Used for brazing dental alloys prior to porcelain application.

Device Description

Not Found

AI/ML Overview

The provided document is an FDA 510(k) clearance letter for a dental solder, DW 296 #15 Solder. It does not contain information about acceptance criteria or a study that proves the device meets specific performance metrics in the context of an AI/algorithm-driven device.

The document is a regulatory approval, confirming that the device is substantially equivalent to a legally marketed predicate device for its intended use (brazing dental alloys prior to porcelain application). It focuses on the regulatory classification and general controls, rather than performance studies with acceptance criteria as typically seen for AI/ML medical devices.

Therefore, I cannot provide the requested information from this document. If this device were an AI-driven one, the 510(k) summary (which is a separate document often submitted with the clearance) would be a more likely place to find such details.
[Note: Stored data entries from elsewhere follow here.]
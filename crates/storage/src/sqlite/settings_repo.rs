use std::collections::BTreeMap;

use pacer_core::model::{AppSettings, ColorScheme, QuestionTypeId, ThemeMode};
use pacer_core::runtime::RuntimeSnapshot;
use sqlx::Row;

use super::SqliteRepository;
use super::mapping::{conn, ser, u32_from_i64};
use crate::repository::{SettingsRepository, SnapshotRepository, StorageError};

pub(super) fn theme_mode_to_str(mode: ThemeMode) -> &'static str {
    match mode {
        ThemeMode::Light => "light",
        ThemeMode::Dark => "dark",
        ThemeMode::System => "system",
    }
}

pub(super) fn theme_mode_from_str(raw: &str) -> Result<ThemeMode, StorageError> {
    match raw {
        "light" => Ok(ThemeMode::Light),
        "dark" => Ok(ThemeMode::Dark),
        "system" => Ok(ThemeMode::System),
        other => Err(StorageError::Serialization(format!(
            "invalid theme_mode: {other}"
        ))),
    }
}

pub(super) fn color_scheme_to_str(scheme: ColorScheme) -> &'static str {
    match scheme {
        ColorScheme::Azure => "azure",
        ColorScheme::Citrus => "citrus",
        ColorScheme::Slate => "slate",
        ColorScheme::Rose => "rose",
    }
}

pub(super) fn color_scheme_from_str(raw: &str) -> Result<ColorScheme, StorageError> {
    match raw {
        "azure" => Ok(ColorScheme::Azure),
        "citrus" => Ok(ColorScheme::Citrus),
        "slate" => Ok(ColorScheme::Slate),
        "rose" => Ok(ColorScheme::Rose),
        other => Err(StorageError::Serialization(format!(
            "invalid color_scheme: {other}"
        ))),
    }
}

#[async_trait::async_trait]
impl SettingsRepository for SqliteRepository {
    async fn get_settings(&self) -> Result<Option<AppSettings>, StorageError> {
        let row = sqlx::query(
            r"
                SELECT theme_mode, color_scheme, exam_total_minutes, exam_type_ratio
                FROM settings
                WHERE id = 'app'
            ",
        )
        .fetch_optional(&self.pool)
        .await
        .map_err(conn)?;

        let Some(row) = row else {
            return Ok(None);
        };

        let theme_mode: String = row.try_get("theme_mode").map_err(ser)?;
        let color_scheme: String = row.try_get("color_scheme").map_err(ser)?;
        let exam_total_minutes: Option<i64> = row.try_get("exam_total_minutes").map_err(ser)?;
        let exam_type_ratio: Option<String> = row.try_get("exam_type_ratio").map_err(ser)?;

        let exam_total_minutes = exam_total_minutes
            .map(|v| u32_from_i64("exam_total_minutes", v))
            .transpose()?;
        let exam_type_ratio: Option<BTreeMap<QuestionTypeId, f64>> = exam_type_ratio
            .map(|raw| serde_json::from_str(&raw).map_err(ser))
            .transpose()?;

        AppSettings::from_persisted(
            theme_mode_from_str(&theme_mode)?,
            color_scheme_from_str(&color_scheme)?,
            exam_total_minutes,
            exam_type_ratio,
        )
        .map(Some)
        .map_err(ser)
    }

    async fn put_settings(&self, settings: &AppSettings) -> Result<(), StorageError> {
        let ratio = settings
            .exam_type_ratio()
            .map(serde_json::to_string)
            .transpose()
            .map_err(ser)?;

        sqlx::query(
            r"
                INSERT INTO settings (id, theme_mode, color_scheme, exam_total_minutes, exam_type_ratio)
                VALUES ('app', ?1, ?2, ?3, ?4)
                ON CONFLICT(id) DO UPDATE SET
                    theme_mode = excluded.theme_mode,
                    color_scheme = excluded.color_scheme,
                    exam_total_minutes = excluded.exam_total_minutes,
                    exam_type_ratio = excluded.exam_type_ratio
            ",
        )
        .bind(theme_mode_to_str(settings.theme_mode()))
        .bind(color_scheme_to_str(settings.color_scheme()))
        .bind(settings.exam_total_minutes().map(i64::from))
        .bind(ratio)
        .execute(&self.pool)
        .await
        .map_err(conn)?;
        Ok(())
    }
}

#[async_trait::async_trait]
impl SnapshotRepository for SqliteRepository {
    async fn load_snapshot(&self) -> Result<Option<RuntimeSnapshot>, StorageError> {
        let row = sqlx::query("SELECT payload FROM runtime_snapshot WHERE id = 1")
            .fetch_optional(&self.pool)
            .await
            .map_err(conn)?;

        let Some(row) = row else {
            return Ok(None);
        };
        let payload: String = row.try_get("payload").map_err(ser)?;
        serde_json::from_str(&payload).map(Some).map_err(ser)
    }

    async fn save_snapshot(&self, snapshot: &RuntimeSnapshot) -> Result<(), StorageError> {
        let payload = serde_json::to_string(snapshot).map_err(ser)?;
        sqlx::query(
            r"
                INSERT INTO runtime_snapshot (id, payload)
                VALUES (1, ?1)
                ON CONFLICT(id) DO UPDATE SET payload = excluded.payload
            ",
        )
        .bind(payload)
        .execute(&self.pool)
        .await
        .map_err(conn)?;
        Ok(())
    }

    async fn clear_snapshot(&self) -> Result<(), StorageError> {
        sqlx::query("DELETE FROM runtime_snapshot WHERE id = 1")
            .execute(&self.pool)
            .await
            .map_err(conn)?;
        Ok(())
    }
}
§ 872.3060 Noble metal alloy.

(a)
Identification. A noble metal alloy is a device composed primarily of noble metals, such as gold, palladium, platinum, or silver, that is intended for use in the fabrication of cast or porcelain-fused-to-metal crown and bridge restorations.(b)
Classification. Class II (special controls). The special control for these devices is FDA's “Class II Special Controls Guidance Document: Dental Noble Metal Alloys.” The devices are exempt from the premarket notification procedures in subpart E of part 807 of this chapter subject to the limitations in § 872.9. See § 872.1(e) for availability of guidance information.